Here is a list of all the postings Andy48 has made in our forums. Click on a thread name to jump to the thread.

Thread: FrSky X10 - Taranis replacement?
20/04/2018 12:19:59
Posted by Geoff Sleath on 19/04/2018 22:38:25:

John, I agree it's a quick job ... once you've located the lead and fished the receiver out of the depths of a model I suppose rebinding doesn't take long either. Then, I would need to check everything to see if there aren't a few nasties and the model behaves as it should. None of it hard but I have a lot of models on the Taranis.

What's that? First world problem

Geoff

There are no nasties in just upgrading the rx firmware. There are a few minor nasties when you upgrade OpenTX from 2.1 to 2.2 as has been mentioned above.

20/04/2018 12:17:23
Posted by Chris Bott - Moderator on 19/04/2018 21:50:16:
Oh and if you do start updating receivers by using Horus, check out the supply voltage on the module bay pins. I have a feeling it might be too high for the receivers.

No problem here Chris. The Horus X10 has a nominal supply voltage of 7.2v, ie a 2S lipo which at full chat is 8.4v. The main FrSky XR and SR receivers are all 4v-10v.

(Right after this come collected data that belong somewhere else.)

use crate::Statement;
use core::fmt;
use std::sync::Arc;

/// An ordered group of statements delivered to subscribers as one unit.
///
/// While the segmenter is still accumulating, it owns the block by value. On
/// delivery the block is moved out and subscribers only ever see it closed.
/// Cloning is cheap: statements are shared, not copied.
#[derive(Debug, Default, Clone, PartialEq, Eq)]
pub struct Block {
    statements: Vec<Arc<Statement>>,
}

impl Block {
    pub const fn new() -> Self {
        Self {
            statements: Vec::new(),
        }
    }

    pub(crate) fn push(&mut self, statement: Arc<Statement>) {
        self.statements.push(statement);
    }

    pub fn len(&self) -> usize {
        self.statements.len()
    }

    pub fn is_empty(&self) -> bool {
        self.statements.is_empty()
    }

    pub fn statements(&self) -> &[Arc<Statement>] {
        &self.statements
    }

    pub fn iter(&self) -> impl Iterator<Item = &Statement> {
        self.statements.iter().map(AsRef::as_ref)
    }

    /// Statement texts in block order.
    pub fn texts(&self) -> Vec<&str> {
        self.iter().map(Statement::text).collect()
    }
}

impl FromIterator<Arc<Statement>> for Block {
    fn from_iter<I: IntoIterator<Item = Arc<Statement>>>(iter: I) -> Self {
        Self {
            statements: iter.into_iter().collect(),
        }
    }
}

/// Renders `a, b, c`.
impl fmt::Display for Block {
    fn fmt(&self, f: &mut fmt::Formatter<'_>) -> fmt::Result {
        for (i, statement) in self.iter().enumerate() {
            if i > 0 {
                f.write_str(", ")?;
            }
            f.write_str(statement.text())?;
        }
        Ok(())
    }
}
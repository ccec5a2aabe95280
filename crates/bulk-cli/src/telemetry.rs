//! Logging setup for the `bulk` binary.
//!
//! Events go to stderr so stdout carries nothing but block output.
//!
//! - Filtering comes from `RUST_LOG`, defaulting to `warn`.
//! - Each event carries the thread name (`log-0`, `file-1`, ...) and a local
//!   RFC 3339 timestamp.
//!
//! Without the `tracing` feature this is a no-op.

/// Installs the global `tracing` subscriber.
pub fn init_tracing() {
    #[cfg(feature = "tracing")]
    {
        use tracing_subscriber::{EnvFilter, fmt};

        fmt()
            .with_env_filter(EnvFilter::try_from_default_env().unwrap_or_else(|_| "warn".into()))
            .with_writer(std::io::stderr)
            .with_target(false)
            .with_thread_names(true)
            .with_thread_ids(true)
            .with_timer(fmt::time::ChronoLocal::rfc_3339())
            .init();
    }
}
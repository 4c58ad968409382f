//! Typed errors for registration tasks.
//!
//! Every failure a task can hit is caught at the task boundary and classified
//! by the retry policy; nothing here is allowed to escape and kill the batch.

use thiserror::Error;

/// Errors raised while driving a single registration task.
///
/// Nonce conflicts and insufficient funds arrive as raw provider error text
/// inside `ChainCall`/`Transaction` and are recognized by message pattern in
/// the retry policy rather than as dedicated variants.
#[derive(Error, Debug, Clone)]
pub enum TaskError {
    #[error("invalid private key format: expected 64 hex chars")]
    InvalidKeyFormat,

    #[error("invalid configured address for '{field}': {value}")]
    InvalidConfiguredAddress { field: &'static str, value: String },

    #[error("chain call '{call}' failed: {message}")]
    ChainCall {
        call: &'static str,
        message: String,
    },

    #[error("{phase} transaction failed: {message}")]
    Transaction {
        phase: &'static str,
        message: String,
    },
}
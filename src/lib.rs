//! # phrs-register
//!
//! Batch registration of `.phrs` names on an ENS-style commit/reveal
//! registrar, across many wallets and optional rotating proxies.
//!
//! ## Modules
//!
//! - [`config`] - TOML configuration and baked protocol parameters
//! - [`error`] - Typed task errors
//! - [`registrar`] - Contract bindings, chain client, and the per-task
//!   commit/reveal state machine
//! - [`scheduler`] - Bounded-concurrency fan-out across wallet × domain tasks
//! - [`utils`] - Wallets, proxies, retry policy, name generation, logging

pub mod config;
pub mod error;
pub mod registrar;
pub mod scheduler;
pub mod utils;

pub use config::{AppConfig, ProtocolConfig};
pub use error::TaskError;
pub use registrar::client::{HttpRegistrar, RegistrarClient};
pub use registrar::contract::{CommitmentRequest, RentPrice, TxConfirmation};
pub use registrar::{run_registration, TaskOutcome, TaskReport};
pub use scheduler::{BatchSummary, ClientFactory, TaskScheduler};
pub use utils::logger::setup_logger;
pub use utils::names::{generate_label, NameStyle};
pub use utils::proxy_manager::{ProxyEndpoint, ProxyManager};
pub use utils::retry::{
    truncate_message, AbortReason, RetryDecision, RetryPolicy, DEFAULT_RETRY_DELAY,
    NONCE_RETRY_DELAY,
};
pub use utils::wallet_manager::{validate_private_key, WalletKey, WalletManager};
use std::fs;
use std::path::Path;
use std::time::Duration;

use anyhow::{Context, Result};
use reqwest::Client;
use tokio::task::JoinSet;
use tracing::{debug, info, warn};

/// One outbound proxy. `url` carries the scheme (`http://` or `socks5://`).
#[derive(Debug, Clone)]
pub struct ProxyEndpoint {
    pub url: String,
    pub username: Option<String>,
    pub password: Option<String>,
}

impl ProxyEndpoint {
    /// Accepts either a full proxy URL or the colon-separated forms
    /// `ip:port` and `ip:port:user:pass`.
    pub fn parse_line(line: &str) -> Option<Self> {
        if line.contains("://") {
            return Some(Self {
                url: line.to_string(),
                username: None,
                password: None,
            });
        }

        let parts: Vec<&str> = line.split(':').collect();
        if parts.len() < 2 {
            return None;
        }

        let url = format!("http://{}:{}", parts[0], parts[1]);
        let (username, password) = if parts.len() >= 4 {
            (Some(parts[2].to_string()), Some(parts[3].to_string()))
        } else {
            (None, None)
        };

        Some(Self {
            url,
            username,
            password,
        })
    }

    pub fn build_proxy(&self) -> Result<reqwest::Proxy> {
        let mut proxy = reqwest::Proxy::all(&self.url)?;
        if let (Some(user), Some(pass)) = (&self.username, &self.password) {
            proxy = proxy.basic_auth(user, pass);
        }
        Ok(proxy)
    }
}

pub struct ProxyManager;

impl ProxyManager {
    /// Loads proxies from a text file, one per line. A missing file means
    /// running without proxies, not an error.
    pub fn load_proxies(path: &str) -> Result<Vec<ProxyEndpoint>> {
        let file = Path::new(path);
        if !file.exists() {
            warn!("{} not found. Running without proxies.", path);
            return Ok(Vec::new());
        }

        let content =
            fs::read_to_string(file).with_context(|| format!("failed to read {}", path))?;
        let mut proxies = Vec::new();

        for line in content.lines() {
            let line = line.trim();
            if line.is_empty() || line.starts_with('#') {
                continue;
            }
            match ProxyEndpoint::parse_line(line) {
                Some(proxy) => proxies.push(proxy),
                None => warn!("Skipping invalid proxy line: {}", line),
            }
        }

        info!("Loaded {} proxies from {}", proxies.len(), path);
        Ok(proxies)
    }

    /// Probes each proxy with a proxied GET and keeps only the ones that
    /// answer in time. Dead proxies are dropped without failing the run.
    pub async fn filter_live(
        proxies: Vec<ProxyEndpoint>,
        probe_url: &str,
        timeout: Duration,
    ) -> Vec<ProxyEndpoint> {
        let mut set = JoinSet::new();
        for proxy in proxies {
            let probe_url = probe_url.to_string();
            set.spawn(async move {
                match Self::probe(&proxy, &probe_url, timeout).await {
                    Ok(()) => Some(proxy),
                    Err(e) => {
                        debug!("Proxy {} failed liveness probe: {}", proxy.url, e);
                        None
                    }
                }
            });
        }

        let mut live = Vec::new();
        while let Some(res) = set.join_next().await {
            if let Ok(Some(proxy)) = res {
                live.push(proxy);
            }
        }

        info!("{} proxies passed the liveness probe", live.len());
        live
    }

    async fn probe(proxy: &ProxyEndpoint, probe_url: &str, timeout: Duration) -> Result<()> {
        let client = Client::builder()
            .proxy(proxy.build_proxy()?)
            .timeout(timeout)
            .build()?;
        client.get(probe_url).send().await?.error_for_status()?;
        Ok(())
    }
}
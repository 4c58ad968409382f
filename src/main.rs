use std::sync::Arc;
use std::time::Duration;

use anyhow::Result;
use clap::Parser;
use dotenv::dotenv;
use tokio::signal;
use tokio::time::sleep;
use tokio_util::sync::CancellationToken;
use tracing::{error, info};

use phrs_register::{
    AppConfig, BatchSummary, ClientFactory, HttpRegistrar, ProxyManager, RegistrarClient,
    RetryPolicy, TaskScheduler, WalletManager,
};

#[derive(Parser, Debug)]
#[command(author, version, about, long_about = None)]
struct Args {
    #[arg(short, long, default_value = "config.toml")]
    config: String,
}

#[tokio::main]
async fn main() -> Result<()> {
    let _log_guard = phrs_register::setup_logger();
    // Keep guard alive for file logging
    std::mem::forget(_log_guard);
    dotenv().ok();

    let args = Args::parse();
    info!("Loading config from: {}", args.config);

    let config = match AppConfig::load(&args.config) {
        Ok(c) => c,
        Err(e) => {
            error!("Failed to load config: {}", e);
            return Ok(());
        }
    };

    info!("Configuration loaded for chain ID: {}", config.chain_id);

    let token = CancellationToken::new();
    let shutdown = token.clone();
    tokio::spawn(async move {
        if signal::ctrl_c().await.is_ok() {
            info!("Received Ctrl+C. Letting in-flight tasks finish...");
            shutdown.cancel();
        }
    });

    // Supervisory loop: a batch that dies from an unexpected top-level error
    // is restarted after a fixed delay instead of crashing the process.
    loop {
        match run_batch(&config, token.clone()).await {
            Ok(summary) => {
                info!(
                    "All {} tasks finished. Success: {} | Failed: {} | Skipped: {}",
                    summary.total(),
                    summary.succeeded,
                    summary.failed_insufficient_funds + summary.failed_exhausted,
                    summary.skipped
                );
                break;
            }
            Err(e) => {
                error!(
                    "Batch failed: {:#}. Restarting in {}s...",
                    e, config.restart_delay_secs
                );
                tokio::select! {
                    _ = token.cancelled() => break,
                    _ = sleep(Duration::from_secs(config.restart_delay_secs)) => {}
                }
            }
        }
        if token.is_cancelled() {
            break;
        }
    }

    Ok(())
}

async fn run_batch(config: &AppConfig, token: CancellationToken) -> Result<BatchSummary> {
    let protocol = config.protocol()?;

    let wallets = WalletManager::load_keys(&config.key_file)?;
    if wallets.is_empty() {
        error!("No private keys loaded. Please check {}.", config.key_file);
        return Ok(BatchSummary::default());
    }

    let proxies = match &config.proxy_file {
        Some(path) => {
            let loaded = ProxyManager::load_proxies(path)?;
            ProxyManager::filter_live(
                loaded,
                &config.probe_url,
                Duration::from_secs(config.probe_timeout_secs),
            )
            .await
        }
        None => Vec::new(),
    };

    let rpc_url = config.rpc_url.clone();
    let chain_id = config.chain_id;
    let client_protocol = protocol.clone();
    let factory: ClientFactory = Arc::new(move |key, proxy| {
        HttpRegistrar::connect(&client_protocol, &rpc_url, chain_id, key, proxy)
            .map(|client| Arc::new(client) as Arc<dyn RegistrarClient>)
    });

    let scheduler = TaskScheduler::new(
        protocol,
        RetryPolicy::new(config.max_attempts),
        config.name_style.clone(),
        config.max_concurrency,
    );

    Ok(scheduler
        .run_all(&wallets, config.domain_count, &proxies, factory, token)
        .await)
}
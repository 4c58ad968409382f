use std::sync::Arc;
use std::time::Duration;

use async_trait::async_trait;
use ethers::contract::builders::ContractCall;
use ethers::middleware::SignerMiddleware;
use ethers::providers::{Http, Provider};
use ethers::signers::{LocalWallet, Signer};
use ethers::types::{Address, H256, U256, U64};
use reqwest::Client;
use tokio::time::timeout;
use tracing::warn;

use super::contract::{CommitmentRequest, RegistrarController, RentPrice, TxConfirmation};
use crate::config::ProtocolConfig;
use crate::error::TaskError;
use crate::utils::proxy_manager::ProxyEndpoint;
use crate::utils::wallet_manager::WalletKey;

type HttpSigner = SignerMiddleware<Provider<Http>, LocalWallet>;

/// The chain capability a registration task consumes. One instance per task;
/// instances never share connections. `commit` and `register` fold signing,
/// submission, and the bounded receipt wait into a single call and surface
/// raw provider error text so the retry policy can pattern-match it.
#[async_trait]
pub trait RegistrarClient: Send + Sync {
    fn owner(&self) -> Address;

    /// Read-only commitment computation on the controller.
    async fn make_commitment(&self, request: &CommitmentRequest) -> Result<H256, TaskError>;

    /// Publishes the commitment. No payment.
    async fn commit(&self, commitment: H256) -> Result<TxConfirmation, TaskError>;

    async fn rent_price(&self, label: &str, duration: U256) -> Result<RentPrice, TaskError>;

    /// Reveals and pays for the registration. Must carry the same inputs as
    /// the commitment.
    async fn register(
        &self,
        request: &CommitmentRequest,
        value: U256,
    ) -> Result<TxConfirmation, TaskError>;
}

/// Production client: an HTTP provider (optionally routed through a proxy)
/// with a signing middleware and the controller bindings.
pub struct HttpRegistrar {
    contract: RegistrarController<HttpSigner>,
    owner: Address,
    gas_price: U256,
    receipt_timeout: Duration,
}

impl HttpRegistrar {
    pub fn connect(
        protocol: &ProtocolConfig,
        rpc_url: &str,
        chain_id: u64,
        key: &WalletKey,
        proxy: Option<&ProxyEndpoint>,
    ) -> Result<Self, TaskError> {
        let mut builder = Client::builder();
        if let Some(endpoint) = proxy {
            let proxy = endpoint
                .build_proxy()
                .map_err(|e| connect_err(e.to_string()))?;
            builder = builder.proxy(proxy);
        }
        let client = builder.build().map_err(|e| connect_err(e.to_string()))?;

        let url = reqwest::Url::parse(rpc_url).map_err(|e| connect_err(e.to_string()))?;
        let provider = Provider::new(Http::new_with_client(url, client));

        let wallet = key.signer(chain_id)?;
        let owner = wallet.address();
        let middleware = Arc::new(SignerMiddleware::new(provider, wallet));

        Ok(Self {
            contract: RegistrarController::new(protocol.controller, middleware),
            owner,
            gas_price: protocol.gas_price,
            receipt_timeout: protocol.receipt_timeout,
        })
    }

    /// Estimates gas, submits with the configured gas price, and blocks until
    /// a confirmed receipt or the timeout elapses. A reverted or dropped
    /// transaction is a failure.
    async fn send_confirmed(
        &self,
        phase: &'static str,
        call: ContractCall<HttpSigner, ()>,
    ) -> Result<TxConfirmation, TaskError> {
        let call = call.gas_price(self.gas_price);
        let gas = call.estimate_gas().await.map_err(|e| TaskError::ChainCall {
            call: "estimateGas",
            message: e.to_string(),
        })?;
        let call = call.gas(gas);

        let pending = call.send().await.map_err(|e| TaskError::Transaction {
            phase,
            message: e.to_string(),
        })?;

        let receipt = timeout(self.receipt_timeout, pending)
            .await
            .map_err(|_| TaskError::Transaction {
                phase,
                message: format!(
                    "no receipt within {}s",
                    self.receipt_timeout.as_secs()
                ),
            })?
            .map_err(|e| TaskError::Transaction {
                phase,
                message: e.to_string(),
            })?
            .ok_or_else(|| TaskError::Transaction {
                phase,
                message: "transaction dropped from the mempool".to_string(),
            })?;

        if receipt.status != Some(U64::from(1)) {
            return Err(TaskError::Transaction {
                phase,
                message: format!("transaction {:?} reverted", receipt.transaction_hash),
            });
        }

        Ok(TxConfirmation {
            tx_hash: receipt.transaction_hash,
            gas_used: receipt.gas_used.unwrap_or_default(),
        })
    }
}

#[async_trait]
impl RegistrarClient for HttpRegistrar {
    fn owner(&self) -> Address {
        self.owner
    }

    async fn make_commitment(&self, request: &CommitmentRequest) -> Result<H256, TaskError> {
        let value = self
            .contract
            .make_commitment(
                request.label.clone(),
                request.owner,
                request.duration,
                request.secret,
                request.resolver,
                request.data.clone(),
                request.reverse_record,
                request.fuses,
            )
            .call()
            .await
            .map_err(|e| TaskError::ChainCall {
                call: "makeCommitment",
                message: e.to_string(),
            })?;

        let commitment = H256::from(value);
        let local = request.commitment_hash();
        if commitment != local {
            warn!(
                "makeCommitment mismatch for '{}': chain 0x{} vs local 0x{}",
                request.label,
                hex::encode(commitment.as_bytes()),
                hex::encode(local.as_bytes())
            );
        }
        Ok(commitment)
    }

    async fn commit(&self, commitment: H256) -> Result<TxConfirmation, TaskError> {
        let call = self.contract.commit(commitment.to_fixed_bytes());
        self.send_confirmed("commit", call).await
    }

    async fn rent_price(&self, label: &str, duration: U256) -> Result<RentPrice, TaskError> {
        let (base, premium) = self
            .contract
            .rent_price(label.to_string(), duration)
            .call()
            .await
            .map_err(|e| TaskError::ChainCall {
                call: "rentPrice",
                message: e.to_string(),
            })?;
        Ok(RentPrice { base, premium })
    }

    async fn register(
        &self,
        request: &CommitmentRequest,
        value: U256,
    ) -> Result<TxConfirmation, TaskError> {
        let call = self
            .contract
            .register(
                request.label.clone(),
                request.owner,
                request.duration,
                request.secret,
                request.resolver,
                request.data.clone(),
                request.reverse_record,
                request.fuses,
            )
            .value(value);
        self.send_confirmed("register", call).await
    }
}

fn connect_err(message: String) -> TaskError {
    TaskError::ChainCall {
        call: "connect",
        message,
    }
}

The Horus 12S is a bit close to the bone with a 9.6v NiCad battery.

20/04/2018 12:10:51

Posted by Geoff Sleath on 19/04/2018 21:37:10:

That's what I was afraid of Andy. I had a suspicion that was the case! Thanks. Presumably it works from the .frk files I've just saved to the Firmwares folder I've just created on the Horus's SD card.

Not ordinary servo leads, either - the connectors need to female at both ends (ie with sockets as fit into receiver pins) - I know there's some confusion over the gender of servo leads. If a connector has pins it's male as far as I'm concerned.

Geoff

Edited By Geoff Sleath on 19/04/2018 21:42:46

That's no real problem. HK sell 10 female to female leads for £1.34. Fill yer boots! laugh

**LINK**

With a permanent SPort lead fitted to each receiver, it then makes swapping telemetry from one plane to another a job of seconds.

I prefer to use yellow/black leads for the SPort, to identify it from the normal orange/brown JR/Specktum servo leads I normally use. I bought 10 F to F leads from Banggood for about 40p each, only there turned out to be 5 in each pack! Doubt I'll ever run out now.

19/04/2018 21:32:54

To be honest, you're going a long way round things. With the X10 you have to go back to FrOS to change to international.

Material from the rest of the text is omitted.